● WHAT THE TASK REQUIRES
Examine each line of the data. Copy the line if it includes the word "TablePrimary".

● LISTED ENTRIES
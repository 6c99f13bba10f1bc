//! Query specifications, table references and cursor clauses.

use super::boolean::BooleanValueExpression;
use super::function::SetQuantifier;
use super::value::{
    ColumnReference, Correlation, NonParenthesizedValueExpressionPrimary, RowValueExpression,
    ValueExpression,
};

/// `SELECT [quantifier] <select list> <table expression>`
#[derive(Debug, Clone, PartialEq)]
pub struct QuerySpecification {
    pub quantifier: Option<SetQuantifier>,
    pub select_list: Vec<DerivedColumn>,
    pub table_expression: TableExpression,
}

impl QuerySpecification {
    /// Names under which the select list is visible to an enclosing query.
    ///
    /// Aliased items use their alias, bare column references their last
    /// identifier segment. Anonymous computed items are not addressable.
    pub fn output_names(&self) -> Vec<String> {
        self.select_list
            .iter()
            .filter_map(DerivedColumn::output_name)
            .map(str::to_string)
            .collect()
    }
}

/// A single select list item: `value [AS alias]`.
#[derive(Debug, Clone, PartialEq)]
pub struct DerivedColumn {
    pub value: ValueExpression,
    pub alias: Option<Correlation>,
}

impl DerivedColumn {
    pub fn new(value: ValueExpression) -> Self {
        Self { value, alias: None }
    }

    pub fn output_name(&self) -> Option<&str> {
        if let Some(alias) = &self.alias {
            return Some(&alias.name);
        }
        match &self.value {
            ValueExpression::Row(RowValueExpression::Primary(
                NonParenthesizedValueExpressionPrimary::ColumnReference(c),
            )) => match &c.correlation {
                Some(correlation) => Some(&correlation.name),
                None => c.chain.last(),
            },
            _ => None,
        }
    }
}

#[derive(Debug, Clone, PartialEq, Default)]
pub struct TableExpression {
    pub from: Vec<TableReference>,
    pub where_clause: Option<BooleanValueExpression>,
    pub group_by: Option<GroupByClause>,
    pub having: Option<BooleanValueExpression>,
}

#[derive(Debug, Clone, PartialEq, Default)]
pub struct GroupByClause {
    pub sets: Vec<OrdinaryGroupingSet>,
}

#[derive(Debug, Clone, PartialEq)]
pub struct OrdinaryGroupingSet(pub ColumnReference);

#[derive(Debug, Clone, PartialEq)]
pub struct QueryExpression {
    pub body: QuerySpecification,
}

/// A query expression with optional ORDER BY and LIMIT.
#[derive(Debug, Clone, PartialEq)]
pub struct CursorSpecification {
    pub query: QueryExpression,
    pub order_by: Option<OrderByClause>,
    pub limit: Option<LimitClause>,
}

impl From<QuerySpecification> for CursorSpecification {
    fn from(body: QuerySpecification) -> Self {
        CursorSpecification {
            query: QueryExpression { body },
            order_by: None,
            limit: None,
        }
    }
}

#[derive(Debug, Clone, PartialEq, Default)]
pub struct OrderByClause {
    pub sort: Vec<SortSpecification>,
}

#[derive(Debug, Clone, Copy, PartialEq, Eq)]
pub enum OrderingSpecification {
    Asc,
    Desc,
}

#[derive(Debug, Clone, Copy, PartialEq, Eq)]
pub enum NullOrdering {
    First,
    Last,
}

#[derive(Debug, Clone, PartialEq)]
pub struct SortSpecification {
    pub key: ValueExpression,
    pub ordering: Option<OrderingSpecification>,
    pub nulls: Option<NullOrdering>,
}

impl SortSpecification {
    pub fn new(key: ValueExpression) -> Self {
        Self {
            key,
            ordering: None,
            nulls: None,
        }
    }

    pub fn asc(mut self) -> Self {
        self.ordering = Some(OrderingSpecification::Asc);
        self
    }

    pub fn desc(mut self) -> Self {
        self.ordering = Some(OrderingSpecification::Desc);
        self
    }

    pub fn nulls_first(mut self) -> Self {
        self.nulls = Some(NullOrdering::First);
        self
    }

    pub fn nulls_last(mut self) -> Self {
        self.nulls = Some(NullOrdering::Last);
        self
    }
}

/// `LIMIT count [OFFSET offset]`; both bound as parameters.
#[derive(Debug, Clone, Copy, PartialEq, Eq)]
pub struct LimitClause {
    pub count: u64,
    pub offset: Option<u64>,
}

/// A parenthesized query used as a value, IN list or derived table.
#[derive(Debug, Clone, PartialEq)]
pub struct Subquery(pub Box<CursorSpecification>);

impl From<CursorSpecification> for Subquery {
    fn from(c: CursorSpecification) -> Self {
        Subquery(Box::new(c))
    }
}

impl From<QuerySpecification> for Subquery {
    fn from(q: QuerySpecification) -> Self {
        CursorSpecification::from(q).into()
    }
}

#[derive(Debug, Clone, PartialEq)]
pub enum TableReference {
    Primary(TablePrimary),
    Joined(Box<JoinedTable>),
}

#[derive(Debug, Clone, PartialEq)]
pub enum TablePrimary {
    /// `name [AS correlation]`
    Table {
        name: String,
        correlation: Option<Correlation>,
    },
    /// `(subquery) AS correlation`
    Derived {
        subquery: Subquery,
        correlation: Correlation,
    },
}

impl TablePrimary {
    /// The name other clauses use to address this relation.
    pub fn exposed_name(&self) -> &str {
        match self {
            TablePrimary::Table {
                correlation: Some(c),
                ..
            } => &c.name,
            TablePrimary::Table { name, .. } => name,
            TablePrimary::Derived { correlation, .. } => &correlation.name,
        }
    }
}

#[derive(Debug, Clone, Copy, PartialEq, Eq)]
pub enum OuterJoinType {
    Left,
    Right,
    Full,
}

#[derive(Debug, Clone, Copy, PartialEq, Eq)]
pub enum JoinType {
    /// Plain `JOIN` with no qualifier
    Unspecified,
    Inner,
    Outer(OuterJoinType),
}

impl JoinType {
    pub fn keyword(self) -> &'static str {
        match self {
            JoinType::Unspecified => "JOIN",
            JoinType::Inner => "INNER JOIN",
            JoinType::Outer(OuterJoinType::Left) => "LEFT OUTER JOIN",
            JoinType::Outer(OuterJoinType::Right) => "RIGHT OUTER JOIN",
            JoinType::Outer(OuterJoinType::Full) => "FULL OUTER JOIN",
        }
    }
}

#[derive(Debug, Clone, PartialEq)]
pub enum JoinedTable {
    Qualified {
        left: TableReference,
        right: TableReference,
        join_type: JoinType,
        on: BooleanValueExpression,
    },
    Cross {
        left: TableReference,
        right: TableReference,
    },
    Natural {
        left: TableReference,
        right: TableReference,
        join_type: JoinType,
    },
}

impl TableReference {
    /// Whether `name` is exposed anywhere in this reference, including
    /// either side of a join.
    pub fn contains(&self, name: &str) -> bool {
        match self {
            TableReference::Primary(p) => p.exposed_name() == name,
            TableReference::Joined(j) => {
                let (left, right) = j.sides();
                left.contains(name) || right.contains(name)
            }
        }
    }

    /// True for a standalone (non-joined) entry named `name`.
    pub fn is_primary_named(&self, name: &str) -> bool {
        matches!(self, TableReference::Primary(p) if p.exposed_name() == name)
    }
}

impl JoinedTable {
    pub fn sides(&self) -> (&TableReference, &TableReference) {
        match self {
            JoinedTable::Qualified { left, right, .. }
            | JoinedTable::Cross { left, right }
            | JoinedTable::Natural { left, right, .. } => (left, right),
        }
    }
}

impl From<TablePrimary> for TableReference {
    fn from(p: TablePrimary) -> Self {
        TableReference::Primary(p)
    }
}

impl From<JoinedTable> for TableReference {
    fn from(j: JoinedTable) -> Self {
        TableReference::Joined(Box::new(j))
    }
}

● TASK ANSWER
    Primary(TablePrimary),
pub enum TablePrimary {
impl TablePrimary {
            TablePrimary::Table {
            TablePrimary::Table { name, .. } => name,
            TablePrimary::Derived { correlation, .. } => &correlation.name,
impl From<TablePrimary> for TableReference {
    fn from(p: TablePrimary) -> Self {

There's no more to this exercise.